Copy word for word the lines from the start of the records through the line that contains "pub mod mac_address;", both included.

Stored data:
>>>

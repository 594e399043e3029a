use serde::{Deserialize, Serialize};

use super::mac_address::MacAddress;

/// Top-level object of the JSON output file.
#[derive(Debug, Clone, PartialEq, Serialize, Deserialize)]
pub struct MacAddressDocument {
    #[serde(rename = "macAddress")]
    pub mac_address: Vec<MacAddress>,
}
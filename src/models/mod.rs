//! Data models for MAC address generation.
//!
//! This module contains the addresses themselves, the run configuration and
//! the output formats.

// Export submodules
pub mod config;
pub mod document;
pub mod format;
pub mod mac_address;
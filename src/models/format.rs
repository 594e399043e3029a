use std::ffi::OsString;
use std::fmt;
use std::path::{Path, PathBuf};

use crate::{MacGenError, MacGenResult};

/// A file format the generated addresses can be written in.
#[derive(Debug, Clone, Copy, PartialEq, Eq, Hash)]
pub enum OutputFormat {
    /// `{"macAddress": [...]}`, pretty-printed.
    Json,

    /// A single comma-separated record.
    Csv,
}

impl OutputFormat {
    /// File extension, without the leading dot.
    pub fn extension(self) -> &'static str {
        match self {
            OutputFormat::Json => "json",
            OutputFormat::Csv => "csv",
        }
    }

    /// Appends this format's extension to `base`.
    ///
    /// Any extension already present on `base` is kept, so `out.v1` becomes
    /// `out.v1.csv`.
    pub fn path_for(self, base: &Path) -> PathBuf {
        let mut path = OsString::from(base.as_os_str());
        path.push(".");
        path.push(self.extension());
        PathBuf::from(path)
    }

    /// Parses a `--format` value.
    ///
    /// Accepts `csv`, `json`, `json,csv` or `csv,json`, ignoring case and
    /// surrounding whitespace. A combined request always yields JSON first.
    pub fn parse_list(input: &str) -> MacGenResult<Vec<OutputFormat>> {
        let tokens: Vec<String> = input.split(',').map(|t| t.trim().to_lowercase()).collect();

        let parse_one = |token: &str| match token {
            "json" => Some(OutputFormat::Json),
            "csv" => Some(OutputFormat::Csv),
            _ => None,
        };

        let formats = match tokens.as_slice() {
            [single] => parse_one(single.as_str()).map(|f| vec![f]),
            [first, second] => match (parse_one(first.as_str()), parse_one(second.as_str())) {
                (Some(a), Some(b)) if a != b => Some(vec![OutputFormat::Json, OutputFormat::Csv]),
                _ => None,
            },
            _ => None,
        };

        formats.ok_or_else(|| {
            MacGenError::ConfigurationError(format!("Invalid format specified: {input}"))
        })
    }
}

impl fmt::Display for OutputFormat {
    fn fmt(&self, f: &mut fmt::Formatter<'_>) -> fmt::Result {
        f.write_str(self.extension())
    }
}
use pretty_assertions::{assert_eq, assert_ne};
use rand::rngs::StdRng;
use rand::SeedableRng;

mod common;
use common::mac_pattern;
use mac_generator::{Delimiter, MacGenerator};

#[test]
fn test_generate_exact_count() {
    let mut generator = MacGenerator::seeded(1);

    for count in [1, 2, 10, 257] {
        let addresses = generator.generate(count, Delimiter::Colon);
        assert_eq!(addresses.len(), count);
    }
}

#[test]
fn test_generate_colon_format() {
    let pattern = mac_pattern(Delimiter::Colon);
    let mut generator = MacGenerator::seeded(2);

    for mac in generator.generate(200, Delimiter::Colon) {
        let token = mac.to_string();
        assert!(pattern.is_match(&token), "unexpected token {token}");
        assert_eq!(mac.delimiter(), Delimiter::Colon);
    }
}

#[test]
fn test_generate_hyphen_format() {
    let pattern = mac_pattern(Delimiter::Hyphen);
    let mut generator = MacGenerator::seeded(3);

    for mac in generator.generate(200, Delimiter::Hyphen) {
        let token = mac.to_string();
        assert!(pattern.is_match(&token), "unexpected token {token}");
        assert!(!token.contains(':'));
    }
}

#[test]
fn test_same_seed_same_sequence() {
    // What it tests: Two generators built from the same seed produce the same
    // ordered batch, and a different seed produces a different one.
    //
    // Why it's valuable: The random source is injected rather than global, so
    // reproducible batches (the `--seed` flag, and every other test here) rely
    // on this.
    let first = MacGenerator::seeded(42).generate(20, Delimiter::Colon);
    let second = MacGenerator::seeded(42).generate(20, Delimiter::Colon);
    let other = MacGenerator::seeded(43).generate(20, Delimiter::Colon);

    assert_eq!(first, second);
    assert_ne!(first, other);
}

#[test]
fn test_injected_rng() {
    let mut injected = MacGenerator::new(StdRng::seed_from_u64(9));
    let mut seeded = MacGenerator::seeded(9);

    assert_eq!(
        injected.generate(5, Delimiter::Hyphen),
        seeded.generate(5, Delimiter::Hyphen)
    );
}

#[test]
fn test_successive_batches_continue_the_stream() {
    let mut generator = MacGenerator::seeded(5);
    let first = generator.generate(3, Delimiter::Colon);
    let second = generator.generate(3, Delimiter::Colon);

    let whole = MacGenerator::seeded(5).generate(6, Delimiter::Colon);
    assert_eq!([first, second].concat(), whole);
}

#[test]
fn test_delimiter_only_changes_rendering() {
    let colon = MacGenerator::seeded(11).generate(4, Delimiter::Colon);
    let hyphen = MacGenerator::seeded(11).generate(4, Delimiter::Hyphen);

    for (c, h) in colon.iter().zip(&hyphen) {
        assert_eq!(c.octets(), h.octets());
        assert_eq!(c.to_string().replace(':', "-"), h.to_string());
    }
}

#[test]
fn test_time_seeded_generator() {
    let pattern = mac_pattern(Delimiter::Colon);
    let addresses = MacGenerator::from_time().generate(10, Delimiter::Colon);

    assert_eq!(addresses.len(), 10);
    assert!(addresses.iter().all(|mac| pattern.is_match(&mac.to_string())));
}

<<<

▶ [The completed task]
repository 594e399043e3029a
use serde::{Deserialize, Serialize};

use super::mac_address::MacAddress;

/// Top-level object of the JSON output file.
#[derive(Debug, Clone, PartialEq, Serialize, Deserialize)]
pub struct MacAddressDocument {
    #[serde(rename = "macAddress")]
    pub mac_address: Vec<MacAddress>,
}
filename src/models/mod.rs
//! Data models for MAC address generation.
//!
//! This module contains the addresses themselves, the run configuration and
//! the output formats.

// Export submodules
pub mod config;
pub mod document;
pub mod format;
pub mod mac_address;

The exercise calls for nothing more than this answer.